• _Assigned task_: Copy each line of the entries that contains the word "filename".

• _Records supplied_:

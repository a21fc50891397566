//! Connection-pool shape: types and the three-tier resolver.

pub mod config;
pub mod resolver;

pub use config::{PoolConfig, PoolDefaults, PoolOverrides};
pub use resolver::resolve;
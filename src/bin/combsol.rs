//! Command line runner for the combsol experiments.
//!
//! ```text
//! combsol dominate --policy greedy --vertices 20 --radius 0.4 --seed 1 --save-edges grg20_edge.txt
//! combsol dominate --policy dfs-guided --edges grg20_edge.txt
//! combsol color --vertices 10 --seed 1 --log two_coloring.txt
//! ```
//!
//! Every step is printed to stdout, and appended to the `--log` file when given.
//! Set `RUST_LOG=debug` for the library's per-step logging.

use std::fs::{File, OpenOptions};
use std::io::{BufWriter, Write};
use std::path::{Path, PathBuf};

use anyhow::{Context, Result};
use clap::{Parser, Subcommand, ValueEnum};
use rand::rngs::StdRng;
use rand::SeedableRng;

use combsol::{
    read_edge_list, save_edge_list, DfsGuidedConfig, DfsGuidedSolver, DominatingSetMethod,
    DominatingSetStopReason, Graph, GreedyConfig, GreedySolver, K4ColoringEngine,
};

#[derive(Parser, Debug)]
#[command(name = "combsol", version, about = "Dominating set and K4-avoiding coloring experiments")]
struct Cli {
    #[command(subcommand)]
    command: Command,
}

#[derive(Subcommand, Debug)]
enum Command {
    /// Build a dominating set of a graph
    Dominate(DominateArgs),
    /// Color the edges of a complete graph avoiding monochromatic K4s
    Color(ColorArgs),
}

#[derive(ValueEnum, Clone, Copy, Debug)]
enum Policy {
    /// Select the max degree vertex and delete its edges
    Greedy,
    /// Select along depth-first traversals
    DfsGuided,
}

#[derive(clap::Args, Debug)]
struct DominateArgs {
    #[arg(long, value_enum, default_value = "greedy")]
    policy: Policy,

    /// Read the graph from this edge list instead of generating one
    #[arg(long)]
    edges: Option<PathBuf>,

    /// Number of vertices of the generated random geometric graph
    #[arg(long, default_value_t = 20)]
    vertices: usize,

    /// Connection radius of the generated random geometric graph
    #[arg(long, default_value_t = 0.4)]
    radius: f64,

    #[arg(long, default_value_t = 0)]
    seed: u64,

    /// Override the policy's iteration cap
    #[arg(long)]
    max_iterations: Option<usize>,

    /// Save the graph as an edge list before solving
    #[arg(long)]
    save_edges: Option<PathBuf>,

    /// Append the step log to this file
    #[arg(long)]
    log: Option<PathBuf>,
}

#[derive(clap::Args, Debug)]
struct ColorArgs {
    /// Number of vertices of the complete graph
    #[arg(long, default_value_t = 10)]
    vertices: usize,

    #[arg(long, default_value_t = 0)]
    seed: u64,

    /// Append the step log to this file
    #[arg(long)]
    log: Option<PathBuf>,
}

struct StepLog {
    file: Option<BufWriter<File>>,
}

impl StepLog {
    fn open(path: Option<&Path>) -> Result<Self> {
        let file = match path {
            Some(path) => {
                let file = OpenOptions::new()
                    .create(true)
                    .append(true)
                    .open(path)
                    .with_context(|| format!("failed to open log file {}", path.display()))?;
                Some(BufWriter::new(file))
            }
            None => None,
        };
        Ok(Self { file })
    }

    fn line(&mut self, line: &str) -> Result<()> {
        println!("{line}");
        if let Some(file) = self.file.as_mut() {
            writeln!(file, "{line}")?;
        }
        Ok(())
    }

    fn finish(mut self) -> Result<()> {
        if let Some(file) = self.file.as_mut() {
            file.flush()?;
        }
        Ok(())
    }
}

fn run_steps(solver: &mut impl DominatingSetMethod, log: &mut StepLog) -> Result<()> {
    let mut count = 0;
    loop {
        let reason = solver.step()?;
        let state = solver.state();
        match reason {
            DominatingSetStopReason::Selected(v) => {
                count += 1;
                log.line(&format!(
                    "{count} select {v} dominating {:?} dominated {}",
                    state.dominating.as_slice(),
                    state.dominated.len()
                ))?;
            }
            DominatingSetStopReason::Reseeded(v) => {
                count += 1;
                log.line(&format!("{count} restart from {v}"))?;
            }
            DominatingSetStopReason::Finished(_) => return Ok(()),
        }
    }
}

fn dominate(args: DominateArgs) -> Result<()> {
    let graph = match &args.edges {
        Some(path) => read_edge_list(path)
            .with_context(|| format!("failed to read edge list {}", path.display()))?,
        None => {
            let mut rng = StdRng::seed_from_u64(args.seed);
            Graph::random_geometric(args.vertices, args.radius, &mut rng)
        }
    };
    if let Some(path) = &args.save_edges {
        save_edge_list(&graph, path)
            .with_context(|| format!("failed to save edge list {}", path.display()))?;
    }

    let mut log = StepLog::open(args.log.as_deref())?;
    let solution = match args.policy {
        Policy::Greedy => {
            let mut config = GreedyConfig::default();
            if let Some(m) = args.max_iterations {
                config.maximum_iterations = m;
            }
            let mut solver = GreedySolver::new_with_config(&graph, config);
            run_steps(&mut solver, &mut log)?;
            solver.solve()?
        }
        Policy::DfsGuided => {
            let mut config = DfsGuidedConfig::default();
            if let Some(m) = args.max_iterations {
                config.maximum_iterations = m;
            }
            let mut solver = DfsGuidedSolver::new_with_config(&graph, config);
            run_steps(&mut solver, &mut log)?;
            solver.solve()?
        }
    };

    log.line(&format!(
        "dominating set ({} of {} vertices, {:?}): {:?}",
        solution.dominating.len(),
        graph.vertex_count(),
        solution.termination,
        solution.dominating
    ))?;
    log.line(&format!(
        "valid dominating set: {}",
        graph.is_dominating_set(&solution.dominating)
    ))?;
    log.finish()
}

fn color(args: ColorArgs) -> Result<()> {
    let mut engine = K4ColoringEngine::new(args.vertices, StdRng::seed_from_u64(args.seed));
    let mut log = StepLog::open(args.log.as_deref())?;
    let graph = Graph::complete(args.vertices);
    for (count, (a, b)) in graph.edges().enumerate() {
        let color = engine.color_edge(a, b)?;
        log.line(&format!("{} color {a} {b} {color}", count + 1))?;
    }
    log.line(&format!(
        "monochromatic K4 num: {}",
        engine.monochromatic_count()
    ))?;
    log.finish()
}

fn main() -> Result<()> {
    env_logger::Builder::from_env(env_logger::Env::default().default_filter_or("info")).init();
    let cli = Cli::parse();
    match cli.command {
        Command::Dominate(args) => dominate(args),
        Command::Color(args) => color(args),
    }
}
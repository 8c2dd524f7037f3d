//! # Combsol
//!
//! Combsol runs two small combinatorial graph experiments: greedy construction of a dominating set of an undirected graph,
//! and an online 2-coloring of the edges of a complete graph that tries to avoid monochromatic K4 subgraphs.
//! Both are heuristics; they make no claim of optimality, but they are deterministic for a fixed input (and, for the coloring,
//! a fixed random seed) so that experiments can be reproduced.
//!
//! ## Graphs
//!
//! The [Graph] struct is an undirected simple graph on the vertices `0..n`, built on a [petgraph] stable graph so that deleting
//! edges keeps both the vertex ids and the creation order of the remaining edges. Graphs can be created from a list of edges
//! ([Graph::from_edges]), read from a plain text edge list ([read_edge_list], [parse_edge_list]), or generated ([Graph::complete],
//! [Graph::random_geometric]).
//!
//! ## Dominating sets
//!
//! A dominating set heuristic is a stepping solver implementing [DominatingSetMethod]. Each call to [DominatingSetMethod::step]
//! performs one iteration and the current sets can be viewed with [DominatingSetMethod::state], which makes it easy to record or
//! render every step of a run. Use [DominatingSetMethod::solve] to run to completion. Two heuristics are provided:
//! - [GreedySolver]: repeatedly select the vertex of maximum degree and delete its edges (on a private copy of the graph).
//! - [DfsGuidedSolver]: after handling isolated and pendant vertices, repeatedly select the vertex reachable from the previous
//!   selection that covers the most undominated vertices.
//!
//! The caps on the number of iterations are set using [GreedyConfig] and [DfsGuidedConfig]. A run that hits its cap finishes with
//! [Termination::IterationCap] and its sets may not cover the graph.
//!
//! ## K4-avoiding edge coloring
//!
//! The [K4ColoringEngine] colors the edges of a complete graph one at a time, red or blue. It keeps a counter per 4-subset of
//! vertices ([CellState]) and colors each edge so as to spoil the subsets closest to becoming monochromatic. Ties are broken by a
//! random number generator given to the engine, so seeding it reproduces a run.
//!
//! ## Logging
//!
//! Combsol logs through the [log] facade: every solver step and colored edge at `debug` level and a summary of each run at `info`
//! level. Install a logger such as `env_logger` to see them.

pub mod dominating_set;
pub mod error;
pub mod graph;
pub mod k4_coloring;

pub use dominating_set::{
    solve_dominating_set, DfsGuidedConfig, DfsGuidedSolver, DominatingPolicy, DominatingSetMethod,
    DominatingSetSolution, DominatingSetState, DominatingSetStatistics, DominatingSetStopReason,
    GreedyConfig, GreedySolver, Termination, VertexSet,
};
pub use error::{ColoringError, CombsolError, GraphError};
pub use graph::{
    edge_list::{
        parse_edge_list, read_edge_list, save_edge_list, write_edge_list, MAX_EDGE_LIST_VERTICES,
    },
    Graph,
};
pub use k4_coloring::{
    CellState, Color, ColoringStatistics, EdgeColoring, K4ColoringEngine, MONOCHROMATIC,
};
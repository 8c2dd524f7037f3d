#[derive(Debug, Clone)]
pub struct GreedyConfig {
    pub maximum_iterations: usize,
}

impl Default for GreedyConfig {
    fn default() -> Self {
        Self {
            maximum_iterations: 1000,
        }
    }
}

#[derive(Debug, Clone)]
pub struct DfsGuidedConfig {
    pub maximum_iterations: usize,
}

impl Default for DfsGuidedConfig {
    fn default() -> Self {
        Self {
            maximum_iterations: 100,
        }
    }
}
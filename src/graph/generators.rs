use rand::Rng;

use super::Graph;

impl Graph {
    /// The complete graph on `n` vertices, edges in lexicographic order `(0, 1), (0, 2), ..., (n-2, n-1)`.
    pub fn complete(n: usize) -> Self {
        let mut graph = Self::with_capacity(n, n * n.saturating_sub(1) / 2);
        for a in 0..n {
            for b in a + 1..n {
                graph.add_edge_unchecked(a, b);
            }
        }
        graph
    }

    /// A random geometric graph: `n` points placed uniformly in the unit square, with an edge
    /// between every pair of points closer than `radius`.
    pub fn random_geometric<R: Rng + ?Sized>(n: usize, radius: f64, rng: &mut R) -> Self {
        let points = (0..n)
            .map(|_| (rng.gen::<f64>(), rng.gen::<f64>()))
            .collect::<Vec<_>>();
        let r2 = radius * radius;
        let mut graph = Self::new(n);
        for (a, pa) in points.iter().enumerate() {
            for (b, pb) in points.iter().enumerate().skip(a + 1) {
                let dx = pa.0 - pb.0;
                let dy = pa.1 - pb.1;
                if dx * dx + dy * dy < r2 {
                    graph.add_edge_unchecked(a, b);
                }
            }
        }
        graph
    }
}
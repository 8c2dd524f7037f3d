use log::debug;

use super::{
    config::GreedyConfig, DominatingSetMethod, DominatingSetState, DominatingSetStatistics,
    DominatingSetStopReason, Termination,
};
use crate::error::CombsolError;
use crate::graph::Graph;
use crate::other_error;

/// Destructive greedy dominating set heuristic.
///
/// Each step takes the vertex of maximum degree in a working copy of the graph (the lowest id on
/// ties), adds it to the dominating set together with its current neighbours to the dominated set,
/// and deletes all of its edges from the working copy. The run ends once the working copy has no
/// edges left, at which point vertices that were isolated in the input graph are added as their own
/// dominators, or once `maximum_iterations` vertices have been selected.
///
/// The input graph is never modified, so it can be used to check the result
/// (see [Graph::is_dominating_set]); the mutated copy is available from [GreedySolver::working_graph].
pub struct GreedySolver<'a> {
    graph: &'a Graph,
    working: Graph,
    state: DominatingSetState,
    statistics: DominatingSetStatistics,
    config: GreedyConfig,
    termination: Option<Termination>,
}

impl<'a> GreedySolver<'a> {
    pub fn new(graph: &'a Graph) -> Self {
        Self::new_with_config(graph, GreedyConfig::default())
    }

    pub fn new_with_config(graph: &'a Graph, config: GreedyConfig) -> Self {
        Self {
            graph,
            working: graph.clone(),
            state: DominatingSetState::new(graph.vertex_count()),
            statistics: DominatingSetStatistics::default(),
            config,
            termination: None,
        }
    }

    /// The graph with the edges of every selected vertex removed.
    pub fn working_graph(&self) -> &Graph {
        &self.working
    }

    fn finish(&mut self, termination: Termination) -> DominatingSetStopReason {
        self.termination = Some(termination);
        DominatingSetStopReason::Finished(termination)
    }
}

impl DominatingSetMethod for GreedySolver<'_> {
    fn graph(&self) -> &Graph {
        self.graph
    }

    fn state(&self) -> &DominatingSetState {
        &self.state
    }

    fn get_statistics(&self) -> &DominatingSetStatistics {
        &self.statistics
    }

    fn step(&mut self) -> Result<DominatingSetStopReason, CombsolError> {
        if let Some(termination) = self.termination {
            return Ok(DominatingSetStopReason::Finished(termination));
        }
        let n = self.graph.vertex_count();
        if n == 0 {
            return Ok(self.finish(Termination::EmptyGraph));
        }
        if self.working.edge_count() == 0 {
            // only vertices isolated in the input graph can be left undominated here
            for v in 0..n {
                if !self.state.dominated.contains(v) && self.state.select(v, std::iter::empty()) {
                    self.statistics.number_of_selections += 1;
                }
            }
            return Ok(self.finish(Termination::Covered));
        }
        if self.statistics.number_of_iterations >= self.config.maximum_iterations {
            return Ok(self.finish(Termination::IterationCap));
        }

        let (v, degree) = self
            .working
            .max_degree()
            .ok_or_else(|| other_error!("working graph has no vertices"))?;
        let neighbors = self.working.neighbors(v)?;
        if self.state.select(v, neighbors) {
            self.statistics.number_of_selections += 1;
        }
        let removed = self.working.delete_incident_edges(v)?;
        self.statistics.number_of_edges_deleted += removed.len();
        self.statistics.number_of_iterations += 1;
        debug!(
            "greedy step {}: selected {v} (degree {degree}), {} edges left, dominating {:?}",
            self.statistics.number_of_iterations,
            self.working.edge_count(),
            self.state.dominating.as_slice()
        );
        Ok(DominatingSetStopReason::Selected(v))
    }
}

• _Written answer_:
filename src/bin/combsol.rs
filename src/graph/generators.rs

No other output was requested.